Kinergy cannot rely on long-term ethanol orders or commitments by its
customers for protection from the negative financial effects of a decline in the
demand for ethanol or a decline in the demand for Kinergy's services. The
limited certainty of ethanol orders can make it difficult for us to forecast our
sales and allocate our resources in a manner consistent with our actual sales.
Moreover, our expense levels are based in part on our expectations of future
sales and, if our expectations regarding future sales are inaccurate, we may be
unable to reduce costs in a timely manner to adjust for sales shortfalls.
Furthermore, because Kinergy depends on a small number of customers for the vast
majority of its sales, the magnitude of the ramifications of these risks is
greater than if Kinergy's sales were less concentrated within a small number of
customers. As a result of Kinergy's lack of long-term ethanol orders and
commitments, we may experience a rapid decline in our sales and profitability.

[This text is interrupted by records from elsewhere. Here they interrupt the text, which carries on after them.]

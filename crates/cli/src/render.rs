use owo_colors::{AnsiColors, OwoColorize};
use std::fmt::Write;
use truthlens_core::db::SavedStats;
use truthlens_core::preferences::{Preferences, Theme};
use truthlens_core::presentation::{self, AgentKind};
use truthlens_core::schema::{Evidence, InvestigationResult, SavedFactCheck};
use truthlens_core::verdict::classify_verdict;

fn style_color(style: &str, theme: Theme) -> AnsiColors {
    let (green, red, yellow) = match theme {
        Theme::Dark => (AnsiColors::BrightGreen, AnsiColors::BrightRed, AnsiColors::BrightYellow),
        Theme::Light => (AnsiColors::Green, AnsiColors::Red, AnsiColors::Yellow),
    };
    match style {
        "verified" | "green" => green,
        "false" | "red" => red,
        _ => yellow,
    }
}

fn heading(text: &str, theme: Theme) -> String {
    let color = match theme {
        Theme::Dark => AnsiColors::BrightCyan,
        Theme::Light => AnsiColors::Blue,
    };
    text.color(color).bold().to_string()
}

pub fn report(result: &InvestigationResult, prefs: &Preferences) -> String {
    let summary = presentation::summarize(result);
    let labels = prefs.language.headings();
    let theme = prefs.theme;
    let verdict_color = style_color(summary.verdict.style, theme);

    let mut out = String::new();
    let _ = writeln!(out, "{}", heading(labels.analyzed_claim, theme));
    let _ = writeln!(out, "  \"{}\"\n", result.query);

    let _ = writeln!(out, "{}", heading(labels.verdict, theme));
    let _ = writeln!(
        out,
        "  {}  {}",
        summary.verdict.label.as_str().color(verdict_color).bold(),
        summary.verdict.description.dimmed()
    );
    let _ = writeln!(
        out,
        "  {}: {}% ({})\n",
        labels.confidence,
        summary.classification.confidence_percent,
        result.confidence_level
    );

    let _ = writeln!(out, "{}", heading(labels.explanation, theme));
    let _ = writeln!(out, "  {}\n", result.synthesis_explanation.trim());

    if let (Some(agents), Some(tally)) = (result.agent_outputs.as_deref(), summary.stance_tally) {
        let _ = writeln!(out, "{}", heading(labels.agents, theme));
        let _ = write!(
            out,
            "  {} supporting / {} opposing / {} neutral",
            tally.supporting.color(style_color("green", theme)),
            tally.opposing.color(style_color("red", theme)),
            tally.neutral.color(style_color("yellow", theme)),
        );
        match summary.average_confidence {
            Some(average) => {
                let _ = writeln!(out, ", avg {average}%");
            }
            None => out.push('\n'),
        }
        for agent in agents {
            let visual = AgentKind::from_name(&agent.agent_name).visual();
            let stance = presentation::stance_info(agent.stance);
            let _ = writeln!(
                out,
                "  {} {} [{}] {}%  {}",
                visual.glyph,
                agent.agent_name.bold(),
                stance.label.color(style_color(stance.style, theme)),
                presentation::to_percent(agent.confidence),
                agent.analysis.trim()
            );
        }
        out.push('\n');
    }

    let _ = writeln!(
        out,
        "{}",
        heading(&format!("{} ({})", labels.official_sources, summary.official_count), theme)
    );
    evidence_lines(&mut out, &result.evidence.official);
    let _ = writeln!(
        out,
        "{}",
        heading(&format!("{} ({})", labels.social_sources, summary.social_count), theme)
    );
    evidence_lines(&mut out, &result.evidence.social);

    out
}

fn evidence_lines(out: &mut String, items: &[Evidence]) {
    if items.is_empty() {
        let _ = writeln!(out, "  -");
        return;
    }
    for item in items {
        let _ = writeln!(out, "  • {} [{}]", item.title, item.kind);
        if !item.snippet.trim().is_empty() {
            let _ = writeln!(out, "    {}", item.snippet.trim());
        }
        if let Some(url) = &item.url {
            let _ = writeln!(out, "    {url}");
        }
    }
}

pub fn saved_line(check: &SavedFactCheck, theme: Theme) -> String {
    let info = classify_verdict(&check.verdict);
    format!(
        "{}  {:<10} {:>3}%  {}  {}",
        check.id,
        info.label.as_str().color(style_color(info.style, theme)),
        check.confidence_level,
        check.created_at,
        check.claim
    )
}

pub fn stats(stats: &SavedStats) -> String {
    format!(
        "Total Checks: {}\nVerified: {}\nFalse: {}",
        stats.total, stats.verified, stats.false_count
    )
}

#[cfg(test)]
mod tests {
    use super::*;
    use truthlens_core::preferences::Language;
    use truthlens_core::schema::{AgentOutput, EvidenceGroups, Stance};

    fn result() -> InvestigationResult {
        InvestigationResult {
            query: "Does E20 fuel damage engines?".to_string(),
            verdict: "Unverified".to_string(),
            confidence_level: "65%".to_string(),
            synthesis_explanation: "No official study confirms it.".to_string(),
            debate_rounds: 2,
            agent_outputs: Some(vec![AgentOutput {
                agent_name: "Counterpoint".to_string(),
                role: "skeptic".to_string(),
                stance: Stance::Opposing,
                analysis: "Reports are anecdotal.".to_string(),
                confidence: 0.5,
                evidence: Vec::new(),
                sources: Vec::new(),
                timestamp: "2025-11-02T10:00:00Z".to_string(),
            }]),
            evidence: EvidenceGroups {
                official: vec![Evidence {
                    title: "Ministry of Petroleum Advisory 2025".to_string(),
                    kind: "Government".to_string(),
                    snippet: "Lists compatible vehicle classes.".to_string(),
                    url: None,
                    source_credibility: None,
                    date: None,
                }],
                social: Vec::new(),
            },
            metadata: None,
            status: None,
            agent_output: None,
        }
    }

    #[test]
    fn report_uses_language_headings() {
        let prefs = Preferences {
            theme: Theme::Light,
            language: Language::Spanish,
        };
        let text = report(&result(), &prefs);
        assert!(text.contains("Veredicto"));
        assert!(text.contains("Fuentes oficiales"));
        assert!(text.contains("65%"));
        assert!(text.contains("Ministry of Petroleum Advisory 2025"));
        assert!(text.contains("avg 50%"));
    }

    #[test]
    fn report_without_agents_skips_breakdown() {
        let mut plain = result();
        plain.agent_outputs = None;
        let text = report(&plain, &Preferences::default());
        assert!(!text.contains("Agent Debate"));
        assert!(text.contains("Unverified"));
    }

    #[test]
    fn stats_block() {
        let text = stats(&SavedStats {
            total: 3,
            verified: 1,
            false_count: 2,
        });
        assert_eq!(text, "Total Checks: 3\nVerified: 1\nFalse: 2");
    }
}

KINERGY DEPENDS ON A SMALL NUMBER OF SUPPLIERS FOR THE VAST MAJORITY OF
THE ETHANOL THAT IT SELLS. IF ANY OF THESE SUPPLIERS IS UNABLE OR
DECIDES NOT TO CONTINUE TO SUPPLY KINERGY WITH ETHANOL, KINERGY MAY BE
UNABLE TO SATISFY THE DEMANDS OF ITS CUSTOMERS AND OUR BUSINESS AND
RESULTS OF OPERATIONS WILL BE ADVERSELY AFFECTED.
Kinergy depends on a small number of suppliers for the vast majority of
the ethanol that it sells. During 2004, Kinergy's three largest suppliers
represented approximately 27%, 23% and 14%, respectively, representing an
aggregate of approximately 64%, of the total ethanol Kinergy purchased for
resale. We expect that Kinergy will continue to depend for the foreseeable
future upon a small number of suppliers for a significant majority of the
ethanol that it purchases. We cannot assure you that, if any of these suppliers
is unable or declines for any reason to continue to supply Kinergy with ethanol,
Kinergy will be able to replace that supplier and source other supplies of
ethanol in a timely manner, or at all, to satisfy the demands of its customers.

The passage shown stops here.